That rings true for me. I see this hidden language of the world before my eyes.
The Infinite can be said to be energy—energy manifesting itself in an infinite number of dimensions and in an infinite number of ways. To look at the world about us, we must first subtract from our consciousness the idea of solidity or mass, we must first understand that there is no such thing as a solid. We are only conceiving such things as solidity in a comparative way, or in a comparative value, with one thing measured against another, as it resides in this terrestrial rate of vibration. We must fully and completely assimilate this constructive philosophy and thus see about us in our world and in our transition of life that the Infinite is manifesting and remanifesting Itself in everything about us. The walls of our home resolve themselves into tiny planetary systems, revolving particles of energy, like the planets around the sun. Their gyrations are, in themselves, functioning according to a certain immutable relationship with the Infinite, for this energy is the substance of the Infinite.” ~ Ernest L. Norman
I look at myself in the mirror and make sure my hair’s not getting too long. I like it cropped close now. I grab my toothbrush and count how many times I run it through the water while brushing my teeth. It has to be exactly sixteen times. I don’t know why I chose that number, but it’s fixed in my mind like my street address or my zip code. I try not to worry about it too much and stare back at the intriguing water webs, working to memorize all the angles so that I can draw a picture of the image later. I’ll probably spend hours with a pencil and ruler later on, capturing on paper every inch of the razor-sharp symmetry.
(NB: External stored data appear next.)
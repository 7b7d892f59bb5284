use std::{collections::HashMap, sync::Arc};

use uuid::Uuid;

use crate::{
    models::{
        posts::{
            Comment, LikeResponseDto, NewPost, Post, PostChanges, PostFilter, PostListDto,
            PostRecord,
        },
        query::Pagination,
        users::User,
    },
    repositories::posts_repo::PostsRepository,
    Error, Result,
};

#[derive(Clone)]
pub struct PostsService {
    repo: Arc<dyn PostsRepository>,
}

/// Adds `user_id` to `likes` when absent, removes it when present.
/// Returns whether the user likes the post afterwards.
pub fn toggle_like(likes: &mut Vec<Uuid>, user_id: Uuid) -> bool {
    match likes.iter().position(|id| *id == user_id) {
        Some(index) => {
            likes.remove(index);
            false
        }
        None => {
            likes.push(user_id);
            true
        }
    }
}

fn post_not_found() -> Error {
    Error::NotFound("Post not found".to_string())
}

impl PostsService {
    pub fn new(repo: Arc<dyn PostsRepository>) -> Self {
        Self { repo }
    }

    pub async fn list_posts(&self, filter: PostFilter, pagination: Pagination) -> Result<PostListDto> {
        let (records, total) = self.repo.list_posts(&filter, pagination).await?;

        let ids: Vec<Uuid> = records.iter().map(|r| r.id).collect();
        let mut comments_by_post: HashMap<Uuid, Vec<Comment>> = HashMap::new();
        for record in self.repo.list_comments(&ids).await? {
            comments_by_post
                .entry(record.post_id)
                .or_default()
                .push(record.into());
        }

        let posts = records
            .into_iter()
            .map(|record| {
                let comments = comments_by_post.remove(&record.id).unwrap_or_default();
                Post::from_record(record, comments, false)
            })
            .collect();

        Ok(PostListDto {
            posts,
            current_page: pagination.page,
            total_pages: pagination.total_pages(total),
            total,
        })
    }

    /// Every fetch counts as a view, repeated ones by the same reader included.
    pub async fn get_post(&self, post_id: Uuid) -> Result<Post> {
        if !self.repo.increment_views(post_id).await? {
            return Err(post_not_found());
        }

        let record = self.find_record(post_id).await?;
        self.populate(record, true).await
    }

    pub async fn create_post(&self, author: &User, post: NewPost) -> Result<Post> {
        let post_id = self.repo.create_post(author.id, post).await?;

        let record = self.find_record(post_id).await?;
        self.populate(record, false).await
    }

    pub async fn update_post(
        &self,
        caller: &User,
        post_id: Uuid,
        changes: PostChanges,
    ) -> Result<Post> {
        let record = self.find_record(post_id).await?;
        if record.author_id != caller.id {
            return Err(Error::Forbidden(
                "Not authorized to update this post".to_string(),
            ));
        }

        self.repo.update_post(post_id, &changes).await?;

        let record = self.find_record(post_id).await?;
        self.populate(record, false).await
    }

    pub async fn delete_post(&self, caller: &User, post_id: Uuid) -> Result<()> {
        let record = self.find_record(post_id).await?;
        if record.author_id != caller.id {
            return Err(Error::Forbidden(
                "Not authorized to delete this post".to_string(),
            ));
        }

        self.repo.delete_post(post_id).await?;
        tracing::info!(post_id = %post_id, "Post deleted");
        Ok(())
    }

    pub async fn toggle_like(&self, caller: &User, post_id: Uuid) -> Result<LikeResponseDto> {
        let mut likes = self.find_record(post_id).await?.likes;
        let is_liked = toggle_like(&mut likes, caller.id);

        self.repo.set_likes(post_id, &likes).await?;

        Ok(LikeResponseDto {
            likes: likes.len(),
            is_liked,
        })
    }

    pub async fn add_comment(
        &self,
        caller: &User,
        post_id: Uuid,
        content: &str,
    ) -> Result<Vec<Comment>> {
        self.find_record(post_id).await?;
        self.repo.create_comment(post_id, caller.id, content).await?;

        self.comments(post_id).await
    }

    pub async fn delete_comment(
        &self,
        caller: &User,
        post_id: Uuid,
        comment_id: Uuid,
    ) -> Result<()> {
        self.find_record(post_id).await?;

        let comment = self
            .repo
            .find_comment(post_id, comment_id)
            .await?
            .ok_or_else(|| Error::NotFound("Comment not found".to_string()))?;

        if comment.user_id != caller.id {
            return Err(Error::Forbidden(
                "Not authorized to delete this comment".to_string(),
            ));
        }

        self.repo.delete_comment(comment_id).await
    }

    pub async fn count_published_by_author(&self, author_id: Uuid) -> Result<i64> {
        self.repo.count_published_by_author(author_id).await
    }

    async fn find_record(&self, post_id: Uuid) -> Result<PostRecord> {
        self.repo
            .find_post(post_id)
            .await?
            .ok_or_else(post_not_found)
    }

    async fn comments(&self, post_id: Uuid) -> Result<Vec<Comment>> {
        let records = self.repo.list_comments(&[post_id]).await?;
        Ok(records.into_iter().map(Comment::from).collect())
    }

    async fn populate(&self, record: PostRecord, with_bio: bool) -> Result<Post> {
        let comments = self.comments(record.id).await?;
        Ok(Post::from_record(record, comments, with_bio))
    }
}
In the past and especially during the last fifty years, the thinkers and the savants of science have labored and struggled for long periods of time to try to orient or compromise their thoughts into finding the answer to mass and energy. It was only during the last few years of Einstein’s life that this foremost scientist came to the general conclusion that there was no such thing as mass and that we could, in a more abstract way, resolve all things into pure energy. When we have assimilated this concept thoroughly and completely in our minds, we shall have the key to the solution of life, to all principles of life, its creation, its purpose as well as the generic principles which are sustained from the Immortal Mind of the Infinite. In the understanding of the transposition of energy as it manifests itself in numerous dimensions and in different cyclical paths and forms, we shall gain some concept of what the Infinite really is and thus we shall attain some unity with, and see our relationship to it.” ~ Ernest L. Norman
It’s especially important for me to keep drawing my geometry, because that’s how I’m able to share exactly what’s going on in my mind, and I think I’d go crazy if I didn’t have a way to express what I see. By turning my view of the world into drawings, I’ve found a way to explain my universe to others.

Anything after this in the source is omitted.